Exercise inputs:
------------------------
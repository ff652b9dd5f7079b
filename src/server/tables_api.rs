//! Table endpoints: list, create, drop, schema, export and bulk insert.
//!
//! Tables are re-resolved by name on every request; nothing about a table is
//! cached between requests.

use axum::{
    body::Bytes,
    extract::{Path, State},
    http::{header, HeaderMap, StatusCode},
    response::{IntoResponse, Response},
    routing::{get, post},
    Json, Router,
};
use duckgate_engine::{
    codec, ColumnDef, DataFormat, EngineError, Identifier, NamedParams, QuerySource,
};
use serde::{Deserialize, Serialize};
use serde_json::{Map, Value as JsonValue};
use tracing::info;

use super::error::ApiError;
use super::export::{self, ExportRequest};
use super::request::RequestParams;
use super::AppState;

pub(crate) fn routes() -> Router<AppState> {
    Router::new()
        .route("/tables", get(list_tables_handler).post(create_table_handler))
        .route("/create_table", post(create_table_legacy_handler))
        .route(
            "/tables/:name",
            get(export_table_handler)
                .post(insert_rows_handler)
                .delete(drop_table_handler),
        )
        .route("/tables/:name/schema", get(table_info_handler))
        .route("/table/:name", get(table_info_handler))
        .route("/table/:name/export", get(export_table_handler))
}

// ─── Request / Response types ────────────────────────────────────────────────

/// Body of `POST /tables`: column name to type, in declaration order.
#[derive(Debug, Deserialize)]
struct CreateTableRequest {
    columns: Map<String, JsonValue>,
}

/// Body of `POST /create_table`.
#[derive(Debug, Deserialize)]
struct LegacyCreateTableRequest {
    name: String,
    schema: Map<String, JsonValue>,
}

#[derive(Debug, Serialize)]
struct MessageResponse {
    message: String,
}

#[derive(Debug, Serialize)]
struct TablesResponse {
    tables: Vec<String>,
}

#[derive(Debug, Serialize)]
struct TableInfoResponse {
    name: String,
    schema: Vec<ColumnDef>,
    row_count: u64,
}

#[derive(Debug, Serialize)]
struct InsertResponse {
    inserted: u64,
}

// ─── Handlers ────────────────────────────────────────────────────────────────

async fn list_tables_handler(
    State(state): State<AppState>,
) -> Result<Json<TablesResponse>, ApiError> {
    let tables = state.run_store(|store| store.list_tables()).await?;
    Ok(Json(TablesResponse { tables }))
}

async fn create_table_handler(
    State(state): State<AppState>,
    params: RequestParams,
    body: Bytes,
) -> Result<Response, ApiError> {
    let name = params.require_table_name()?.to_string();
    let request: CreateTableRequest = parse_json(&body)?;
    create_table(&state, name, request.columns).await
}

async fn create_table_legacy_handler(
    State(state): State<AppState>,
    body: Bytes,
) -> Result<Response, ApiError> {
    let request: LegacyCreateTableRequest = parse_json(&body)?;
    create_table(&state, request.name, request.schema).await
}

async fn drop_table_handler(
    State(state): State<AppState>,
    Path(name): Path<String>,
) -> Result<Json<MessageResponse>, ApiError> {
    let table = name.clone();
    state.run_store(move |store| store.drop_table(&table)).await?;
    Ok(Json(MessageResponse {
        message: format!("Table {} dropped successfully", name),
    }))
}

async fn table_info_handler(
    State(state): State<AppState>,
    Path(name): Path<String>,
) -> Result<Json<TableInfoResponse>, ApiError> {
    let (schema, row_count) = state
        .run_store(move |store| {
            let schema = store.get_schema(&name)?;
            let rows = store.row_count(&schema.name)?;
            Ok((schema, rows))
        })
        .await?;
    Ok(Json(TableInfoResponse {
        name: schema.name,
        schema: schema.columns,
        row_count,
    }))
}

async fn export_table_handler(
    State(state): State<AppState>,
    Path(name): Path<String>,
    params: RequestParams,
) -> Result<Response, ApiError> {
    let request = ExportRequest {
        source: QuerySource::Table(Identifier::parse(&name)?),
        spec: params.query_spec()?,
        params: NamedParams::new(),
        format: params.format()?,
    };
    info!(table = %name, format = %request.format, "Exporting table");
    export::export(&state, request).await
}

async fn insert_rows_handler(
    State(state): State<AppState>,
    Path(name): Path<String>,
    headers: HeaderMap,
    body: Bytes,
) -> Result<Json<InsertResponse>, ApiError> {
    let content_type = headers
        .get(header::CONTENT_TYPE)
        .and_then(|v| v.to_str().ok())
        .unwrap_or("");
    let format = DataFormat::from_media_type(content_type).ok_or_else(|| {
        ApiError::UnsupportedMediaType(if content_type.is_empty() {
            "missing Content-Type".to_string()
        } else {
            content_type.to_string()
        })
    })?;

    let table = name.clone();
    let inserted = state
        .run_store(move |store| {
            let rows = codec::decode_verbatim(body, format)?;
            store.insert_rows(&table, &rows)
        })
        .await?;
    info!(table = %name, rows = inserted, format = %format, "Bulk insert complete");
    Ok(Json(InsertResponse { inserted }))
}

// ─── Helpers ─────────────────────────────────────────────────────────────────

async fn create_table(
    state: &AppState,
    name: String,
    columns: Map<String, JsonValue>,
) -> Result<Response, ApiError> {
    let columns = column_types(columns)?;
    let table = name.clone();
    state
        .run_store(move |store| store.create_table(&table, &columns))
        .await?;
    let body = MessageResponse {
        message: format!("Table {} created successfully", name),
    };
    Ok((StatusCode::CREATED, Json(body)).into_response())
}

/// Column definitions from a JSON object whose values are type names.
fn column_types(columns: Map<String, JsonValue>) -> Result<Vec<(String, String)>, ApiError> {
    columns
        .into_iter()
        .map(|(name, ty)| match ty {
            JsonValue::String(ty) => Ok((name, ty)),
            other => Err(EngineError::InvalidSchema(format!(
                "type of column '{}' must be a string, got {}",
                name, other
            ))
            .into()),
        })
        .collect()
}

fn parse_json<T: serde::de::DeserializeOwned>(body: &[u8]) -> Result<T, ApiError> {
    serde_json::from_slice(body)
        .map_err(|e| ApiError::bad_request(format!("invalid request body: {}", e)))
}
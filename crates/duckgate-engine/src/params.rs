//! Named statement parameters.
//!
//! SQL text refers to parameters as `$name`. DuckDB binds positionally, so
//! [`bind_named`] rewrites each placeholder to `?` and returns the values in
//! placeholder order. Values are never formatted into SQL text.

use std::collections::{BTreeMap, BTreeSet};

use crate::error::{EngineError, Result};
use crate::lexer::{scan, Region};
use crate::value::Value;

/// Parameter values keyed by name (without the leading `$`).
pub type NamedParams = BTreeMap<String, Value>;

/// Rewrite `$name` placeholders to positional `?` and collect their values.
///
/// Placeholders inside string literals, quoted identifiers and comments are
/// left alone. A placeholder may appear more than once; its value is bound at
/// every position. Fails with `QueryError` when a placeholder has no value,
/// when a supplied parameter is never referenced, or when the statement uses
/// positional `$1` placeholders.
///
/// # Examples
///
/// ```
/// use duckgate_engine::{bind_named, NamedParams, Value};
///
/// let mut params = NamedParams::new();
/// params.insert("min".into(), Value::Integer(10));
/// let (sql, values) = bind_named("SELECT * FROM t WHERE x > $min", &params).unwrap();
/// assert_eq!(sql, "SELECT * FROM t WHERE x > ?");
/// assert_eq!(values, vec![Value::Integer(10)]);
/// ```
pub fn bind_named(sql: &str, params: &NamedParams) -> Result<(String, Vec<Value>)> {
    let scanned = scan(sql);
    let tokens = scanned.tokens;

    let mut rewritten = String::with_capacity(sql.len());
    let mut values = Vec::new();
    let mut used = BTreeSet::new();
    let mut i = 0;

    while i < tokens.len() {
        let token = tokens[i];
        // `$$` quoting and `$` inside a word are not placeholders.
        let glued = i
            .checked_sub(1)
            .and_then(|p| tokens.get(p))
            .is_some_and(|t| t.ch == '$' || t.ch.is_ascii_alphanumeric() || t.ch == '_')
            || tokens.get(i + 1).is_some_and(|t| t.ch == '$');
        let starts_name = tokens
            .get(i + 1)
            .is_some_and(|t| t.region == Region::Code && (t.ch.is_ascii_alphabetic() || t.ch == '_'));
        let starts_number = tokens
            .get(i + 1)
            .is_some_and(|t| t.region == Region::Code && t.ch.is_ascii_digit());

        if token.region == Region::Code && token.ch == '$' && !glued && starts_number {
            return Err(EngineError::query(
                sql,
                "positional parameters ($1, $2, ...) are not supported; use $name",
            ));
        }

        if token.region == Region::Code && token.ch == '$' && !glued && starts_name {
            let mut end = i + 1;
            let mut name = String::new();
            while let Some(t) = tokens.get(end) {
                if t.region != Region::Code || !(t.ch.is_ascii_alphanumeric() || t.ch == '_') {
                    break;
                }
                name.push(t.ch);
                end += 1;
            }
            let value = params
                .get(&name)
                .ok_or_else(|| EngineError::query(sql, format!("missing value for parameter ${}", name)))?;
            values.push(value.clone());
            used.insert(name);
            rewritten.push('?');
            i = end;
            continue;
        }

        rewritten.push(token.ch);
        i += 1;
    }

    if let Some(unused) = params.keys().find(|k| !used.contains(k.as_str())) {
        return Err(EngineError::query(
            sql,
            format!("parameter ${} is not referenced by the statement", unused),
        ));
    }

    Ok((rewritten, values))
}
------------------------
Activity: Copy out each line of the material in which the word "text" turns up.

Answer area:
//! SQL text refers to parameters as `$name`. DuckDB binds positionally, so
//! placeholder order. Values are never formatted into SQL text.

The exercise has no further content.